- Opening Delimiter -
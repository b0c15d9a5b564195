/// Tests for the binary's command-line surface
use assert_cmd::Command;
use std::fs;
use tempfile::TempDir;

fn bigomap() -> Command {
    Command::cargo_bin("bigomap").unwrap()
}

#[test]
fn missing_argument_prints_usage_and_fails() {
    bigomap()
        .assert()
        .failure()
        .stderr(predicates::str::contains("Usage"));
}

#[test]
fn successful_run_prints_the_estimate_line() {
    let dir = TempDir::new().unwrap();
    let path = dir.path().join("nested.py");
    fs::write(
        &path,
        "for i in range(n):\n    for j in range(n):\n        pass\n",
    )
    .unwrap();

    bigomap().arg(&path).assert().success().stdout(format!(
        "Estimated time complexity of {}: O(n^2)\n",
        path.display()
    ));
}

#[test]
fn unreadable_file_fails_with_the_read_error() {
    let dir = TempDir::new().unwrap();
    let path = dir.path().join("missing.py");

    bigomap()
        .arg(&path)
        .assert()
        .failure()
        .stderr(predicates::str::contains("failed to read"));
}

#[test]
fn parse_failure_surfaces_the_syntax_error() {
    let dir = TempDir::new().unwrap();
    let path = dir.path().join("broken.py");
    fs::write(&path, "while True\n    pass\n").unwrap();

    bigomap()
        .arg(&path)
        .assert()
        .failure()
        .stderr(predicates::str::contains("syntax error"));
}
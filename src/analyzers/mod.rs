use crate::core::SyntaxNode;
use anyhow::Result;
use std::path::PathBuf;

pub mod python;

pub use python::PythonAnalyzer;

/// Parser adapter seam: turns source text into the structural tree rooted
/// at a `Program` node, or fails with a syntax error carrying the parser's
/// message. The rest of the pipeline never sees parser internals.
pub trait Analyzer: Send + Sync {
    fn parse(&self, content: &str, path: PathBuf) -> Result<SyntaxNode>;
}
use anyhow::Result;
use bigomap::cli::Cli;
use bigomap::commands::analyze::estimate_complexity;
use clap::Parser;

fn main() -> Result<()> {
    env_logger::init();
    let cli = Cli::parse();

    let complexity = estimate_complexity(&cli.path)?;
    println!(
        "Estimated time complexity of {}: {}",
        cli.path.display(),
        complexity
    );
    Ok(())
}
- Closing Delimiter -
### What to do
Look for the word "Result". Copy out every line of the data that has it.

### Response
use anyhow::Result;
    fn parse(&self, content: &str, path: PathBuf) -> Result<SyntaxNode>;
use anyhow::Result;
fn main() -> Result<()> {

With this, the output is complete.